Digital composite experiment.
Copyright James Bellorini 2020.

So, over the recent Xmas recess I laid out some plans (here) for this new module alongside contextual ideas and comments. However, I am already butting up against the ‘overwhelm’ that goes hand-in-hand with the highly instinctive way that I work and the realisation that this is my last module before my Final Major Project begins.

I keep telling myself to trust the process, but I need to pick apart what is already occurring for me at this stage. I need to keep quantifying my process in order to maintain clarity as I progress and work. Otherwise I know I have a tendency to get lost in my creative A.D.D. This post (and others in this sequence) is an attempt to stay as focused and clear as possible with my practice and what I am aiming to achieve during this module.

One action point from the post I’ve referenced above states that I want to work as experimentally as possible both in terms of methodology and output. One element of this is to work with digital layering and compositing as an extension of the ‘analogue’ collage work I made during Surfaces & Strategies. Partly this is due to expediency, but I think it offers me a greater latitude of visual possibility. To some extent it also takes elements of the process out of my hands in that, due to my inexperience of this kind of approach, the software creates propositions and outcomes that are not always what I was anticipating and therefore pushes me in unexpected directions. Yes, I have to instigate an action or process, but the actual look of the outcome is not necessarily how I foresaw it. Therefore the software also makes an intervention adding to the sense of call and response.

Digital composite.
Copyright James Bellorini 2020.

This is exciting. It keeps my responses in the realm of improvisation. And this approach feels like it is complimenting my overarching project theme.

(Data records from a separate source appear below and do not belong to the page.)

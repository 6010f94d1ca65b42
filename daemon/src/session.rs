//! Per-session run state: the busy flag and the re-run guard.
//!
//! A session runs at most one transcription at a time. Automatic triggers are
//! skipped when the upload's signature matches the last one seen; manual
//! triggers always run unless the session is busy. The signature is recorded
//! when a run starts, not when it ends, so a trigger that arrives while the
//! first run is in flight does not start a second one.

use std::collections::HashMap;
use std::sync::{Arc, Mutex, MutexGuard};

use thiserror::Error;
use tokio::sync::RwLock;
use tracing::{debug, info};
use uuid::Uuid;

use crate::signature::FileSignature;

/// Identifier of a client session.
pub type SessionId = Uuid;

/// What started a run.
#[derive(Debug, Clone, Copy, PartialEq, Eq)]
pub enum Trigger {
    /// Explicit user request; runs regardless of the signature.
    Manual,
    /// Re-submission of the current upload; runs only for a new signature.
    Auto,
}

#[derive(Debug, Clone, PartialEq, Eq)]
pub enum SkipReason {
    /// Same upload as last time; carries the transcript produced then.
    Unchanged { last_transcript: Option<String> },
    AutoRunDisabled,
}

#[derive(Debug, Error, PartialEq, Eq)]
pub enum SessionError {
    #[error("a transcription is already running in this session")]
    Busy,
    #[error("unknown session {0}")]
    NotFound(SessionId),
}

/// Mutable state of one session.
#[derive(Debug, Clone, Default, PartialEq, Eq)]
pub struct SessionState {
    pub busy: bool,
    pub auto_run: bool,
    pub last_signature: Option<FileSignature>,
    pub last_transcript: Option<String>,
}

/// A client session. Shared between the registry and in-flight runs.
#[derive(Debug)]
pub struct Session {
    id: SessionId,
    state: Arc<Mutex<SessionState>>,
}

/// Outcome of [`Session::begin`].
#[derive(Debug)]
pub enum RunDecision {
    Run(RunGuard),
    Skip(SkipReason),
}

impl Session {
    pub fn new(auto_run: bool) -> Self {
        Self::with_id(Uuid::new_v4(), auto_run)
    }

    pub fn with_id(id: SessionId, auto_run: bool) -> Self {
        Self {
            id,
            state: Arc::new(Mutex::new(SessionState {
                auto_run,
                ..SessionState::default()
            })),
        }
    }

    pub fn id(&self) -> SessionId {
        self.id
    }

    /// Copy of the current state.
    pub fn snapshot(&self) -> SessionState {
        lock(&self.state).clone()
    }

    pub fn is_busy(&self) -> bool {
        lock(&self.state).busy
    }

    pub fn last_transcript(&self) -> Option<String> {
        lock(&self.state).last_transcript.clone()
    }

    pub fn set_auto_run(&self, enabled: bool) {
        lock(&self.state).auto_run = enabled;
    }

    /// Decide whether a run for `signature` starts, and mark it started.
    pub fn begin(
        &self,
        signature: FileSignature,
        trigger: Trigger,
    ) -> Result<RunDecision, SessionError> {
        let mut state = lock(&self.state);

        if state.busy {
            return Err(SessionError::Busy);
        }

        if trigger == Trigger::Auto {
            if !state.auto_run {
                return Ok(RunDecision::Skip(SkipReason::AutoRunDisabled));
            }
            if state.last_signature == Some(signature) {
                debug!(session = %self.id, %signature, "Upload unchanged, skipping");
                return Ok(RunDecision::Skip(SkipReason::Unchanged {
                    last_transcript: state.last_transcript.clone(),
                }));
            }
        }

        state.busy = true;
        state.last_signature = Some(signature);
        debug!(session = %self.id, %signature, ?trigger, "Run started");

        Ok(RunDecision::Run(RunGuard {
            session: self.id,
            state: Arc::clone(&self.state),
        }))
    }
}

/// Held for the duration of a run. Dropping it clears the busy flag, whatever
/// the outcome of the run was.
#[derive(Debug)]
pub struct RunGuard {
    session: SessionId,
    state: Arc<Mutex<SessionState>>,
}

impl RunGuard {
    pub fn session(&self) -> SessionId {
        self.session
    }

    /// Record the transcript of a successful run and end it.
    pub fn complete(self, transcript: String) {
        lock(&self.state).last_transcript = Some(transcript);
    }
}

impl Drop for RunGuard {
    fn drop(&mut self) {
        lock(&self.state).busy = false;
        debug!(session = %self.session, "Run finished");
    }
}

/// Lock the state, recovering from a poisoned mutex. A panic inside a run
/// must not wedge the session.
fn lock(state: &Mutex<SessionState>) -> MutexGuard<'_, SessionState> {
    state.lock().unwrap_or_else(|poisoned| poisoned.into_inner())
}

/// All open sessions, keyed by id.
#[derive(Debug, Default)]
pub struct SessionRegistry {
    sessions: RwLock<HashMap<SessionId, Arc<Session>>>,
}

impl SessionRegistry {
    pub fn new() -> Self {
        Self::default()
    }

    pub async fn open(&self, auto_run: bool) -> Arc<Session> {
        let session = Arc::new(Session::new(auto_run));
        self.sessions
            .write()
            .await
            .insert(session.id(), Arc::clone(&session));
        info!(session = %session.id(), auto_run, "Session opened");
        session
    }

    pub async fn get(&self, id: SessionId) -> Result<Arc<Session>, SessionError> {
        self.sessions
            .read()
            .await
            .get(&id)
            .cloned()
            .ok_or(SessionError::NotFound(id))
    }

    /// Remove a session. A run still in flight keeps its own handle and
    /// finishes normally.
    pub async fn close(&self, id: SessionId) -> Result<(), SessionError> {
        self.sessions
            .write()
            .await
            .remove(&id)
            .map(|_| info!(session = %id, "Session closed"))
            .ok_or(SessionError::NotFound(id))
    }

    pub async fn len(&self) -> usize {
        self.sessions.read().await.len()
    }

    pub async fn is_empty(&self) -> bool {
        self.sessions.read().await.is_empty()
    }

    pub async fn busy_count(&self) -> usize {
        self.sessions
            .read()
            .await
            .values()
            .filter(|session| session.is_busy())
            .count()
    }
}

#[cfg(test)]
#[path = "session_test.rs"]
mod tests;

Here then, I am curious about the notion that curator and author John Szarkowski proposes in the catalogue of the MOMA exhibition The Photographer’s Eye (1966) regarding synthesis vs selection, to quote:

The invention of photography provided a radically new picture-making process—a process based not on synthesis but on selection. The difference was a basic one. Paintings were made—constructed from a storehouse of traditional schemes and skills and attitudes—but photographs, as the man on the street put it, were taken’.

So, is there a point that myself as photographer can dance between the two? Between synthesis and selection, uniting them in my methodology and output? This exploration is part one of my roadmap then, and it’s this digital composite approach will be one way to accomplish that.


I am approaching this dance of discovery in a fairly instinctive way (improvisatory again I guess). This means that I am frequently using images shot elsewhere for the M.A. and often on my ubiquitous medium format Fuji GFX50S. Images are then composited or layered in Photoshop, and I’m also using Exposure and Nik software tools for the tweaking of colour and layout. Elsewhere, I have become utterly seduced by my iPhone 11 Pro Max which I bought second-hand recently. I’m using that to continue editing the images mentioned above or to create new ones in the phone itself and then playing with its capacities as a tool alongside a number of photo editing apps. This is also informed by the fact that I am currently running photography workshops for a community organisation in Bromley-By-Bow, London in which we are almost exclusively using mobile phones. So I am using mine to discover what it can do, especially as a means to ‘sketch’ photographic ideas that might be taken further in other ways, and to impart my learning there to the workshop.


Szarkowski, John. 1966. The Photographer’s Eye. New York: The Museum of Modern Art.